- Your instructions -
Compute how many lines in the data below contain "None"; answer only with that number.

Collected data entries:
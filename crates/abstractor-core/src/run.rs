//! One abstraction run: plan → execute → classify → ingest.
//!
//! Strictly sequential. Each query's full result set is classified and
//! ingested before the next query is issued, so per-entity discovery sees
//! every entity the entity query admitted.

use serde::Serialize;

use crate::builder::SchemaGraphBuilder;
use crate::catalog::{Query, QueryCatalog, Strategy};
use crate::classify::Classifier;
use crate::error::{AbstractionError, RowShapeError};
use crate::executor::QueryExecutor;
use crate::graph::SchemaGraph;
use crate::vocab::{marker, Vocabulary};

/// Counters for one run.
#[derive(Debug, Clone, Copy, Default, PartialEq, Eq, Serialize)]
pub struct RunStats {
    pub queries: usize,
    pub rows: usize,
    pub facts: usize,
    /// Facts that changed the graph.
    pub applied: usize,
    pub skipped_rows: usize,
    pub entities: usize,
    pub triples: usize,
}

#[derive(Debug, Clone)]
pub struct Abstraction {
    pub graph: SchemaGraph,
    /// Rows dropped for a missing column.
    pub diagnostics: Vec<RowShapeError>,
    pub stats: RunStats,
}

/// Run `strategy` against `executor` and build the schema graph.
///
/// A failing query aborts the whole run; rows with missing columns are only
/// reported in [`Abstraction::diagnostics`].
pub fn abstract_schema<E: QueryExecutor + ?Sized>(
    executor: &E,
    vocabulary: &Vocabulary,
    strategy: &Strategy,
    source_location: &str,
) -> Result<Abstraction, AbstractionError> {
    tracing::info!(strategy = strategy.name(), source = %source_location, "starting abstraction");

    let catalog = QueryCatalog::new(vocabulary);
    let mut run = Run {
        classifier: Classifier::new(vocabulary),
        builder: SchemaGraphBuilder::new(vocabulary.clone()),
        diagnostics: Vec::new(),
        stats: RunStats::default(),
    };

    for query in catalog.plan(strategy) {
        run.execute(executor, &query)?;
    }

    if let Strategy::Free { bulk: false, .. } = strategy {
        let entities = run.entities(vocabulary);
        tracing::info!(entities = entities.len(), "describing entities one by one");
        for entity in &entities {
            for query in catalog.per_entity(entity) {
                run.execute(executor, &query)?;
            }
        }
    }

    run.builder.add_provenance(source_location);

    let graph = run.builder.finish();
    let mut stats = run.stats;
    stats.entities = graph
        .instances_of(&vocabulary.term(marker::ENTITY))
        .len();
    stats.triples = graph.len();
    stats.skipped_rows = run.diagnostics.len();

    tracing::info!(
        queries = stats.queries,
        rows = stats.rows,
        entities = stats.entities,
        triples = stats.triples,
        skipped = stats.skipped_rows,
        "abstraction finished"
    );

    Ok(Abstraction {
        graph,
        diagnostics: run.diagnostics,
        stats,
    })
}

struct Run<'v> {
    classifier: Classifier<'v>,
    builder: SchemaGraphBuilder,
    diagnostics: Vec<RowShapeError>,
    stats: RunStats,
}

impl Run<'_> {
    fn execute<E: QueryExecutor + ?Sized>(&mut self, executor: &E, query: &Query) -> Result<(), AbstractionError> {
        tracing::debug!(query = %query.kind, "executing");
        let rows = executor
            .execute(&query.text)
            .map_err(|source| AbstractionError::Query {
                query: query.kind.to_string(),
                source,
            })?;

        let classified = self.classifier.classify(&rows, &query.kind);
        let applied = self.builder.ingest(&classified.facts);

        self.stats.queries += 1;
        self.stats.rows += rows.len();
        self.stats.facts += classified.facts.len();
        self.stats.applied += applied;
        self.diagnostics.extend(classified.skipped);
        Ok(())
    }

    /// Admitted entity identifiers, sorted.
    fn entities(&self, vocabulary: &Vocabulary) -> Vec<String> {
        let mut ids: Vec<String> = self
            .builder
            .graph()
            .instances_of(&vocabulary.term(marker::ENTITY))
            .into_iter()
            .filter_map(|t| t.as_iri().map(str::to_string))
            .collect();
        ids.sort();
        ids
    }
}

#[cfg(test)]
mod tests {
    use super::*;
    use crate::error::QueryError;
    use crate::executor::{row, Row};
    use crate::graph::Term;
    use crate::vocab::{PROV_ENTITY, RDFS_DOMAIN, RDFS_LABEL, RDFS_RANGE, XSD_DECIMAL};
    use std::cell::RefCell;

    /// Answers by query kind, recognised from the text.
    struct Scripted {
        answers: Vec<(&'static str, Vec<Row>)>,
        seen: RefCell<Vec<String>>,
    }

    impl QueryExecutor for Scripted {
        fn execute(&self, query: &str) -> Result<Vec<Row>, QueryError> {
            self.seen.borrow_mut().push(query.to_string());
            for (needle, rows) in &self.answers {
                if query.contains(needle) {
                    return Ok(rows.clone());
                }
            }
            Ok(Vec::new())
        }
    }

    struct Failing;

    impl QueryExecutor for Failing {
        fn execute(&self, _query: &str) -> Result<Vec<Row>, QueryError> {
            Err(QueryError::Transport("connection refused".to_string()))
        }
    }

    fn vocab() -> Vocabulary {
        Vocabulary::new("http://ns/")
    }

    #[test]
    fn per_entity_discovery_queries_every_entity() {
        let exec = Scripted {
            answers: vec![
                ("SELECT DISTINCT ?entity\n", vec![
                    row([("entity", "http://ex/Gene")]),
                    row([("entity", "http://ex/Transcript")]),
                    row([("entity", "http://www.w3.org/2002/07/owl#Class")]),
                ]),
                ("a <http://ex/Gene> .\n    ?instance ?attribute ?value .\n    FILTER (isNumeric", vec![
                    row([("attribute", "http://ex/length")]),
                ]),
            ],
            seen: RefCell::new(Vec::new()),
        };
        let out = abstract_schema(&exec, &vocab(), &Strategy::Free { bulk: false, superclasses: false }, "mem")
            .expect("run");
        // one entity query + three per admitted entity
        assert_eq!(out.stats.queries, 7);
        assert_eq!(out.stats.entities, 2);
        assert_eq!(exec.seen.borrow().len(), 7);
        assert!(out.graph.contains(
            &Term::iri("http://ex/length"),
            RDFS_RANGE,
            &Term::iri(XSD_DECIMAL)
        ));
    }

    #[test]
    fn query_failure_aborts_the_run() {
        let err = abstract_schema(&Failing, &vocab(), &Strategy::ToolConvention, "mem").unwrap_err();
        match err {
            AbstractionError::Query { query, source } => {
                assert_eq!(query, "tool_entities");
                assert_eq!(source, QueryError::Transport("connection refused".to_string()));
            }
        }
    }

    #[test]
    fn bulk_run_collects_diagnostics_and_provenance() {
        let exec = Scripted {
            answers: vec![(
                "?source_entity",
                vec![
                    row([
                        ("source_entity", "http://ex/Gene"),
                        ("relation", "http://ex/encodes"),
                        ("target_entity", "http://ex/Protein"),
                    ]),
                    row([("source_entity", "http://ex/Gene")]),
                ],
            )],
            seen: RefCell::new(Vec::new()),
        };
        let out = abstract_schema(
            &exec,
            &vocab(),
            &Strategy::Free {
                bulk: true,
                superclasses: true,
            },
            "http://localhost/sparql",
        )
        .expect("run");
        assert_eq!(out.stats.queries, 3);
        assert_eq!(out.diagnostics.len(), 1);
        assert_eq!(out.diagnostics[0].field, "relation");
        assert!(out.graph.contains(
            &Term::iri("http://ex/encodes"),
            RDFS_DOMAIN,
            &Term::iri("http://ex/Gene")
        ));
        assert_eq!(out.graph.instances_of(PROV_ENTITY).len(), 1);
    }

    #[test]
    fn ontology_union_domain_keeps_both_arms() {
        let exec = Scripted {
            answers: vec![
                (
                    "owl:ObjectProperty",
                    vec![
                        row([
                            ("source_entity", "http://ex/A"),
                            ("relation", "http://ex/r"),
                            ("target_entity", "http://ex/C"),
                        ]),
                        row([
                            ("source_entity", "http://ex/B"),
                            ("relation", "http://ex/r"),
                            ("target_entity", "http://ex/C"),
                        ]),
                    ],
                ),
                (
                    "owl:Class",
                    vec![row([("entity", "http://ex/A"), ("label", "Class A")])],
                ),
            ],
            seen: RefCell::new(Vec::new()),
        };
        let out = abstract_schema(
            &exec,
            &vocab(),
            &Strategy::Ontology {
                ontology: "http://ex/onto".to_string(),
            },
            "mem",
        )
        .expect("run");
        let rel = Term::iri("http://ex/r");
        let domains: Vec<_> = out.graph.objects(&rel, RDFS_DOMAIN).collect();
        assert_eq!(domains, vec![&Term::iri("http://ex/A"), &Term::iri("http://ex/B")]);
        assert!(out
            .graph
            .contains(&Term::iri("http://ex/A"), RDFS_LABEL, &Term::literal("Class A")));
    }
}
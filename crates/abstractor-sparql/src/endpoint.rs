//! Remote SPARQL endpoint over HTTP.
//!
//! Queries are POSTed form-encoded (`query=...`) and answered in the W3C
//! SPARQL 1.1 Query Results JSON format.

use std::collections::BTreeMap;
use std::time::Duration;

use abstractor_core::{QueryError, QueryExecutor, Row};
use reqwest::blocking::Client;
use reqwest::header::ACCEPT;
use serde::Deserialize;

pub const SPARQL_RESULTS_JSON: &str = "application/sparql-results+json";

#[derive(Debug, Clone)]
pub struct SparqlEndpoint {
    url: String,
    client: Client,
    credentials: Option<(String, Option<String>)>,
}

impl SparqlEndpoint {
    pub fn new(url: &str, timeout: Option<Duration>) -> Result<Self, QueryError> {
        url::Url::parse(url).map_err(|e| QueryError::Transport(format!("invalid endpoint url `{url}`: {e}")))?;

        let mut builder = Client::builder();
        if let Some(timeout) = timeout {
            builder = builder.timeout(timeout);
        }
        let client = builder
            .build()
            .map_err(|e| QueryError::Transport(format!("failed to build http client: {e}")))?;

        Ok(Self {
            url: url.to_string(),
            client,
            credentials: None,
        })
    }

    /// HTTP basic authentication for every request.
    pub fn with_credentials(mut self, user: &str, password: Option<&str>) -> Self {
        self.credentials = Some((user.to_string(), password.map(str::to_string)));
        self
    }

    pub fn url(&self) -> &str {
        &self.url
    }
}

impl QueryExecutor for SparqlEndpoint {
    fn execute(&self, query: &str) -> Result<Vec<Row>, QueryError> {
        let mut request = self
            .client
            .post(&self.url)
            .header(ACCEPT, SPARQL_RESULTS_JSON)
            .form(&[("query", query)]);
        if let Some((user, password)) = &self.credentials {
            request = request.basic_auth(user, password.as_deref());
        }

        let response = request
            .send()
            .map_err(|e| QueryError::Transport(format!("{}: {e}", self.url)))?;
        let status = response.status();
        let body = response
            .text()
            .map_err(|e| QueryError::Transport(format!("{}: failed to read response: {e}", self.url)))?;
        if !status.is_success() {
            let snippet: String = body.chars().take(200).collect();
            return Err(QueryError::Transport(format!(
                "{} returned {status}: {snippet}",
                self.url
            )));
        }

        let rows = parse_results(&body)?;
        tracing::debug!(endpoint = %self.url, rows = rows.len(), "endpoint answered");
        Ok(rows)
    }
}

// ============================================================================
// SPARQL JSON results
// ============================================================================

#[derive(Debug, Deserialize)]
struct ResultsDocument {
    results: Bindings,
}

#[derive(Debug, Deserialize)]
struct Bindings {
    bindings: Vec<BTreeMap<String, Binding>>,
}

#[derive(Debug, Deserialize)]
struct Binding {
    value: String,
}

/// Decode a SPARQL JSON results document into rows of lexical values.
pub fn parse_results(body: &str) -> Result<Vec<Row>, QueryError> {
    let doc: ResultsDocument = serde_json::from_str(body)
        .map_err(|e| QueryError::Parse(format!("invalid SPARQL JSON results: {e}")))?;
    Ok(doc
        .results
        .bindings
        .into_iter()
        .map(|binding| binding.into_iter().map(|(k, v)| (k, v.value)).collect())
        .collect())
}

#[cfg(test)]
mod tests {
    use super::*;
    use std::io::{Read, Write};
    use std::net::TcpListener;
    use std::thread;

    const RESULTS: &str = r#"{
      "head": { "vars": ["entity", "label"] },
      "results": {
        "bindings": [
          { "entity": { "type": "uri", "value": "http://ex/Gene" },
            "label": { "type": "literal", "xml:lang": "en", "value": "Gene" } },
          { "entity": { "type": "uri", "value": "http://ex/Exon" } },
          { "entity": { "type": "bnode", "value": "b0" },
            "label": { "type": "typed-literal", "datatype": "http://www.w3.org/2001/XMLSchema#boolean", "value": "true" } }
        ]
      }
    }"#;

    #[test]
    fn decodes_bindings_and_leaves_unbound_columns_out() {
        let rows = parse_results(RESULTS).expect("parse");
        assert_eq!(rows.len(), 3);
        assert_eq!(rows[0]["entity"], "http://ex/Gene");
        assert_eq!(rows[0]["label"], "Gene");
        assert!(!rows[1].contains_key("label"));
        assert_eq!(rows[2]["label"], "true");
    }

    #[test]
    fn malformed_body_is_a_parse_error() {
        assert!(matches!(parse_results("<html/>"), Err(QueryError::Parse(_))));
        assert!(matches!(
            parse_results(r#"{"head": {}}"#),
            Err(QueryError::Parse(_))
        ));
    }

    #[test]
    fn invalid_url_is_rejected_up_front() {
        assert!(matches!(
            SparqlEndpoint::new("not a url", None),
            Err(QueryError::Transport(_))
        ));
    }

    /// Serve one canned HTTP response; returns the endpoint url and the raw request.
    fn serve_once(status: &'static str, body: &'static str) -> (String, thread::JoinHandle<String>) {
        let listener = TcpListener::bind("127.0.0.1:0").expect("bind");
        let url = format!("http://{}/sparql", listener.local_addr().expect("addr"));
        let handle = thread::spawn(move || {
            let (mut stream, _) = listener.accept().expect("accept");
            let mut request = Vec::new();
            let mut buf = [0u8; 4096];
            loop {
                let n = stream.read(&mut buf).expect("read");
                request.extend_from_slice(&buf[..n]);
                let text = String::from_utf8_lossy(&request);
                if let Some(head_end) = text.find("\r\n\r\n") {
                    let length = text[..head_end]
                        .lines()
                        .find_map(|l| {
                            let (name, value) = l.split_once(':')?;
                            name.eq_ignore_ascii_case("content-length")
                                .then(|| value.trim().parse::<usize>().ok())
                                .flatten()
                        })
                        .unwrap_or(0);
                    if request.len() >= head_end + 4 + length {
                        break;
                    }
                }
                if n == 0 {
                    break;
                }
            }
            let response = format!(
                "HTTP/1.1 {status}\r\nContent-Type: {SPARQL_RESULTS_JSON}\r\nContent-Length: {}\r\nConnection: close\r\n\r\n{body}",
                body.len()
            );
            stream.write_all(response.as_bytes()).expect("write");
            String::from_utf8_lossy(&request).into_owned()
        });
        (url, handle)
    }

    #[test]
    fn posts_form_encoded_query_with_credentials() {
        let (url, server) = serve_once("200 OK", RESULTS);
        let endpoint = SparqlEndpoint::new(&url, Some(Duration::from_secs(5)))
            .expect("endpoint")
            .with_credentials("dba", Some("secret"));
        let rows = endpoint.execute("SELECT ?entity WHERE { ?s a ?entity }").expect("rows");
        assert_eq!(rows.len(), 3);

        let request = server.join().expect("server thread");
        let lower = request.to_ascii_lowercase();
        assert!(request.starts_with("POST /sparql"));
        assert!(lower.contains("accept: application/sparql-results+json"));
        assert!(lower.contains("content-type: application/x-www-form-urlencoded"));
        assert!(lower.contains("authorization: basic"));
        assert!(request.contains("query=SELECT"));
    }

    #[test]
    fn error_status_is_a_transport_error() {
        let (url, server) = serve_once("500 Internal Server Error", "{}");
        let endpoint = SparqlEndpoint::new(&url, Some(Duration::from_secs(5))).expect("endpoint");
        let err = endpoint.execute("SELECT * WHERE { ?s ?p ?o }").unwrap_err();
        server.join().expect("server thread");
        match err {
            QueryError::Transport(message) => assert!(message.contains("500")),
            other => panic!("unexpected error: {other:?}"),
        }
    }
}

- Expected output -
2